We always hear about how they were running the reactor in a dangerous mode to
run the experiment, but the nature of that experiment is rarely mentioned. The
experiment itself is the craziest part!

The experiment was a test of a new cooling system feature. The RBMK's
_suicidally stupid_ design had a positive void coefficient of reactivity[1].
Coolant voids _increased_ reactor activity. The operators new this; they had
backup diesel pumps that would take over from the electric pumps if power
wasn't available. They also knew that it would take some time[2] for the
backup pumps to reach full speed, which was not fast enough.

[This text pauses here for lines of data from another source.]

use anyhow::{Context, Result};
use clap::{Parser, ValueEnum};
use html::snapshot::{SnapshotOptions, TreeSnapshot};
use html::{HtmlDialect, LexerConfig, ParserConfig, SyntaxTree, XhtmlDialect, parse_with};
use mimalloc::MiMalloc;
use std::io::{self, BufWriter, Read, Write};
use std::path::PathBuf;
use std::process::ExitCode;
use tracing_subscriber::EnvFilter;

#[global_allocator]
static GLOBAL: MiMalloc = MiMalloc;

#[derive(Clone, Copy, Debug, Default, ValueEnum)]
enum Dialect {
    #[default]
    Html,
    Xhtml,
}

/// Parse HTML/XHTML into a lossless syntax tree and report diagnostics.
#[derive(Parser, Debug)]
#[command(name = "tagstack", version)]
struct Cli {
    /// Input files; standard input when none are given.
    inputs: Vec<PathBuf>,

    #[arg(long, value_enum, default_value_t = Dialect::Html)]
    dialect: Dialect,

    /// Include token leaves in the tree dump.
    #[arg(long)]
    tokens: bool,

    /// Append byte spans to every dumped line.
    #[arg(long)]
    spans: bool,

    /// Print tree statistics after each input.
    #[arg(long)]
    stats: bool,

    /// Only report diagnostics; exit with status 1 if there are any.
    #[arg(long)]
    check: bool,

    /// Interpolation delimiters, e.g. `{{,}}`.
    #[arg(long, value_name = "OPEN,CLOSE", value_parser = parse_interpolation)]
    interpolation: Option<(String, String)>,
}

fn parse_interpolation(raw: &str) -> Result<(String, String), String> {
    match raw.split_once(',') {
        Some((open, close)) if !open.is_empty() && !close.is_empty() => {
            Ok((open.to_string(), close.to_string()))
        }
        _ => Err(format!("expected OPEN,CLOSE, got '{raw}'")),
    }
}

struct Input {
    label: String,
    source: String,
}

fn read_inputs(paths: &[PathBuf]) -> Result<Vec<Input>> {
    if paths.is_empty() {
        let mut source = String::new();
        io::stdin()
            .read_to_string(&mut source)
            .context("failed to read standard input")?;
        return Ok(vec![Input {
            label: "<stdin>".to_string(),
            source,
        }]);
    }
    paths
        .iter()
        .map(|path| {
            let source = std::fs::read_to_string(path)
                .with_context(|| format!("failed to read {}", path.display()))?;
            Ok(Input {
                label: path.display().to_string(),
                source,
            })
        })
        .collect()
}

fn parse(cli: &Cli, source: &str) -> Result<SyntaxTree> {
    let mut lexer = LexerConfig {
        interpolation: cli.interpolation.clone(),
        ..LexerConfig::default()
    };
    let tree = match cli.dialect {
        Dialect::Html => parse_with(source, &lexer, &ParserConfig::default(), &HtmlDialect),
        Dialect::Xhtml => {
            lexer.raw_text_elements.clear();
            parse_with(
                source,
                &lexer,
                &ParserConfig::case_sensitive(),
                &XhtmlDialect,
            )
        }
    };
    Ok(tree?)
}

fn report(cli: &Cli, input: &Input, tree: &SyntaxTree, out: &mut impl Write) -> Result<usize> {
    if !cli.check {
        let options = SnapshotOptions {
            spans: cli.spans,
            tokens: cli.tokens,
        };
        writeln!(out, "{}", TreeSnapshot::new(tree, options))?;
    }
    let diagnostics = tree.diagnostics();
    for diagnostic in &diagnostics {
        let (line, column) = tree.line_col(diagnostic.span.start);
        writeln!(
            out,
            "{}:{line}:{column}: {} [{}]",
            input.label,
            diagnostic.error,
            diagnostic.error.code.as_str()
        )?;
    }
    if cli.stats {
        let stats = tree.stats();
        writeln!(
            out,
            "{}: {} tokens, {} nodes, {} diagnostics, depth {}",
            input.label, stats.tokens, stats.nodes, stats.errors, stats.max_depth
        )?;
    }
    Ok(diagnostics.len())
}

fn main() -> Result<ExitCode> {
    tracing_subscriber::fmt()
        .with_env_filter(EnvFilter::try_from_default_env().unwrap_or_else(|_| EnvFilter::new("warn")))
        .with_writer(io::stderr)
        .init();

    let cli = Cli::parse();
    let inputs = read_inputs(&cli.inputs)?;
    let stdout = io::stdout();
    let mut out = BufWriter::new(stdout.lock());
    let mut total = 0usize;
    for input in &inputs {
        let tree = parse(&cli, &input.source)
            .with_context(|| format!("parser engine failure on {}", input.label))?;
        log::debug!(
            "{}: {} bytes, {} nodes",
            input.label,
            input.source.len(),
            tree.node_count()
        );
        total += report(&cli, input, &tree, &mut out)?;
    }
    out.flush()?;

    if cli.check && total > 0 {
        return Ok(ExitCode::from(1));
    }
    Ok(ExitCode::SUCCESS)
}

So someone had the "clever" idea to modify the electric pumps so they would
continue to spin freely when they lost power, so their remaining kinetic
energy could continue pumping coolant at a rapidly falling rate. The hope was
that there would be sufficient kinetic energy to keep the reactors from
voiding. The experiment was basically a bad hack to work around several
serious design problems.

The experiment shouldn't have _existed_. Everything about the coolant
situation should have been a reason to decommission the reactor. The
experiment itself is evidence that _someone_ knew about the positive void
coefficient problem, or they wouldn't have tried such a crazy workaround. Yes,
a lot of the staff was poorly trained, but someone knowledgeable about
reactors decided they couldn't afford even a few seconds[2] without coolant.

[1]
[https://en.wikipedia.org/wiki/Void_coefficient](https://en.wikipedia.org/wiki/Void_coefficient)

[2] like 50 seconds? if I remember correctly?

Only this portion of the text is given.